Now the real chore begins: how do you select a dog from the shelter? In some ways, your choices are going to be more limited; you won’t be able to guarantee getting a particular breed, so you don’t have to decide which breed is right for you. But at the same time, if you’re choosing between all the dogs in the shelter, you could have quite a wide variety of options, indeed.
So how do you go about selecting the perfect pup for your needs? First of all, of course, what size are you looking for? If you live in an apartment, you won’t be able to get a great dane sized dog. Know the size you’re looking for, and narrow your choices accordingly.
Second, do you have any “special needs”? For example, do you have children, other pets, or other dogs that the new family member will have to get along with? Ask shelter workers which dogs will best suit the needs of the rest of your family; in most cases, they’ll be able to tell you which dogs get along with other dogs, cats, small children, etc.

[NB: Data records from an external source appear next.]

// --- File: crates/classnet_agent/src/handlers.rs ---

use axum::{
    extract::{Path, Query, State},
    http::HeaderMap,
    response::{Json, Response},
};
use classnet_common::conditional::{respond, uncacheable};
use classnet_common::services::{AdminAuthenticator, PolicyCatalog};
use classnet_common::{bearer_token, ClassnetError};
use classnet_config::AppConfig;
use classnet_db::DeviceRepository;
use classnet_tokens::TokenIssuer;
use std::sync::Arc;

use crate::distribution::Distribution;
use crate::logic::{
    authenticate_admin, authorize_download, current_manifest, enrollment_script, issue_ticket,
    manifest_file, Audience, FileQuery, ManifestResponse, TicketResponse,
};
use crate::script::SCRIPT_CONTENT_TYPE;

const JSON_CONTENT_TYPE: &str = "application/json";
const FILE_CONTENT_TYPE: &str = "application/octet-stream";

// --- State for distribution handlers ---
// One state type serves both the device release and the bootstrap subset.
#[derive(Clone)]
pub struct DistributionState {
    pub issuer: Arc<TokenIssuer>,
    pub devices: Arc<dyn DeviceRepository>,
    pub distribution: Arc<Distribution>,
    pub audience: Audience,
}

// --- State for enrollment handlers ---
#[derive(Clone)]
pub struct EnrollmentState {
    pub config: Arc<AppConfig>,
    pub issuer: Arc<TokenIssuer>,
    pub catalog: Arc<dyn PolicyCatalog>,
    pub admins: Arc<dyn AdminAuthenticator>,
}

#[axum::debug_handler]
#[cfg_attr(feature = "openapi", utoipa::path(
    get,
    path = "/agent/windows/latest.json",
    responses(
        (status = 200, description = "Current release manifest", body = ManifestResponse),
        (status = 304, description = "Manifest unchanged"),
        (status = 401, description = "Missing or unknown device token")
    ),
    security(("bearer" = [])),
    tag = "Agent"
))]
pub async fn manifest_handler(
    State(state): State<Arc<DistributionState>>,
    headers: HeaderMap,
) -> Result<Response, ClassnetError> {
    authorize_download(&state, bearer_token(&headers)).await?;

    let manifest = current_manifest(&state.distribution).await?;
    let body = serde_json::to_vec(&ManifestResponse::from(manifest.as_ref()))?;
    Ok(respond(&headers, body, JSON_CONTENT_TYPE))
}

#[axum::debug_handler]
#[cfg_attr(feature = "openapi", utoipa::path(
    get,
    path = "/agent/windows/file",
    params(("path" = String, Query, description = "Manifest entry path")),
    responses(
        (status = 200, description = "File contents", body = Vec<u8>, content_type = "application/octet-stream"),
        (status = 304, description = "File unchanged"),
        (status = 400, description = "Missing path"),
        (status = 401, description = "Missing or unknown device token"),
        (status = 404, description = "Path not in manifest")
    ),
    security(("bearer" = [])),
    tag = "Agent"
))]
pub async fn file_handler(
    State(state): State<Arc<DistributionState>>,
    Query(query): Query<FileQuery>,
    headers: HeaderMap,
) -> Result<Response, ClassnetError> {
    authorize_download(&state, bearer_token(&headers)).await?;

    let bytes = manifest_file(&state.distribution, query.path).await?;
    Ok(respond(&headers, bytes, FILE_CONTENT_TYPE))
}

#[axum::debug_handler]
#[cfg_attr(feature = "openapi", utoipa::path(
    post,
    path = "/enroll/{classroom_id}/ticket",
    params(("classroom_id" = String, Path, description = "Classroom to enroll into")),
    responses(
        (status = 200, description = "Ticket issued", body = TicketResponse),
        (status = 401, description = "Missing or unknown admin credential"),
        (status = 403, description = "Admin may not manage this classroom"),
        (status = 404, description = "Unknown classroom")
    ),
    security(("bearer" = [])),
    tag = "Enrollment"
))]
pub async fn ticket_handler(
    State(state): State<Arc<EnrollmentState>>,
    Path(classroom_id): Path<String>,
    headers: HeaderMap,
) -> Result<Json<TicketResponse>, ClassnetError> {
    let principal = authenticate_admin(&state, bearer_token(&headers)).await?;
    issue_ticket(&state, &principal, &classroom_id).await.map(Json)
}

#[axum::debug_handler]
#[cfg_attr(feature = "openapi", utoipa::path(
    get,
    path = "/enroll/{classroom_id}/windows.ps1",
    params(("classroom_id" = String, Path, description = "Classroom the ticket was issued for")),
    responses(
        (status = 200, description = "Enrollment script", body = String, content_type = "text/x-powershell"),
        (status = 401, description = "Missing or invalid enrollment token"),
        (status = 403, description = "Ticket issued for another classroom")
    ),
    security(("bearer" = [])),
    tag = "Enrollment"
))]
pub async fn script_handler(
    State(state): State<Arc<EnrollmentState>>,
    Path(classroom_id): Path<String>,
    headers: HeaderMap,
) -> Result<Response, ClassnetError> {
    let script = enrollment_script(&state, bearer_token(&headers), &classroom_id)?;
    // Embeds a live ticket.
    Ok(uncacheable(script, SCRIPT_CONTENT_TYPE))
}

Third, don’t be in a rush. Be willing to make more than one trip to the shelter, to spend time with the dogs there and to develop a bond with the one dog you think you can spend the next ten or fifteen years of your life with.
The first couple of trips, you may want to spend time with several dogs; shelter workers are usually glad to make it easy for you to spend time with dogs individually. On the third trip, you may narrow it down to one, perhaps two dogs that you want to get to know better. Don’t take a dog home until you’re certain it’s the right one for you; all too often, pet owners make snap decisions because a dog is cute, and the dog ends up right back at the shelter in a matter of months or even weeks.
Finally, involve your kids, if you have them, in the selection process. Let them come with you and spend time with each dog, as well. Their word should never be final, but do listen to them and get input from them about which dog they think you should take home. After all; a new dog is a member of the whole family–not just a part of it.